[RECORDS SUPPLIED Boundary: Start]

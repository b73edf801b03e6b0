//! Exhaustive grid search over the planar reach
//!
//! Enumerates shoulder, elevation and wrist combinations at a fixed step and
//! keeps the one whose horizontal reach best matches the target distance.
//! Cost is cubic in the number of steps per axis; keep the step coarse
//! (5 degrees is ample for grasping).

use super::{IkSolution, IkStrategy, MAX_REACH};
use crate::config::ArmConfig;

const SHOULDER_RANGE: (f64, f64) = (-80.0, 80.0);
const ELBOW_RANGE: (f64, f64) = (-180.0, 180.0);
const WRIST_RANGE: (f64, f64) = (-90.0, 90.0);

/// Solutions must beat this error to be returned
pub const ACCEPT_ERROR: f64 = 0.04;

/// Search stops at the first solution below this error
pub const GOOD_ENOUGH_ERROR: f64 = 0.01;

/// Grid-search IK strategy
#[derive(Debug, Clone)]
pub struct GridSearch {
    links: [f64; 3],
    step: f64,
}

impl GridSearch {
    /// Search with the given step in degrees
    pub fn new(config: &ArmConfig, step: f64) -> Self {
        Self {
            links: [config.upper_arm, config.forearm, config.hand],
            step: if step > 0.0 { step } else { 5.0 },
        }
    }

    /// Step in degrees
    pub fn step(&self) -> f64 {
        self.step
    }

    /// Horizontal reach for elevation angles in degrees
    pub fn reach(&self, shoulder: f64, elbow: f64, wrist: f64) -> f64 {
        let [l2, l3, l4] = self.links;
        let c1 = shoulder;
        let c2 = c1 + elbow;
        let c3 = c2 + wrist;
        (90.0 - c1).to_radians().sin() * l2
            + (90.0 - c2).to_radians().sin() * l3
            + (90.0 - c3).to_radians().sin() * l4
    }

    fn axis(&self, (lo, hi): (f64, f64)) -> impl Iterator<Item = f64> {
        let count = ((hi - lo) / self.step + 1e-9).floor() as usize;
        let step = self.step;
        (0..=count).map(move |i| lo + i as f64 * step)
    }
}

impl IkStrategy for GridSearch {
    fn solve(&self, x: f64, y: f64) -> Option<IkSolution> {
        let target = (x * x + y * y).sqrt();
        if target > MAX_REACH {
            log::debug!("Target distance {:.3} exceeds max reach {}", target, MAX_REACH);
            return None;
        }

        let mut best: Option<IkSolution> = None;
        let mut best_error = ACCEPT_ERROR;

        'search: for a in self.axis(SHOULDER_RANGE) {
            for b in self.axis(ELBOW_RANGE) {
                for c in self.axis(WRIST_RANGE) {
                    let error = (self.reach(a, b, c) - target).abs();
                    if error < best_error {
                        best_error = error;
                        best = Some(IkSolution {
                            shoulder: a,
                            elbow: b,
                            wrist: c,
                            error,
                            converged: true,
                        });
                    }
                    if error < GOOD_ENOUGH_ERROR {
                        break 'search;
                    }
                }
            }
        }

        if best.is_none() {
            log::debug!("No grid solution within {} for distance {:.3}", ACCEPT_ERROR, target);
        }
        best
    }

    fn name(&self) -> &'static str {
        "grid"
    }
}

[RECORDS SUPPLIED Boundary: End]

### EXERCISE DESCRIPTION
Output the line containing "grid solution within" and each line after it through the close of the entries, unchanged and with no other lines.

### WRITTEN RESPONSE
            log::debug!("No grid solution within {} for distance {:.3}", ACCEPT_ERROR, target);
        }
        best
    }

    fn name(&self) -> &'static str {
        "grid"
    }
}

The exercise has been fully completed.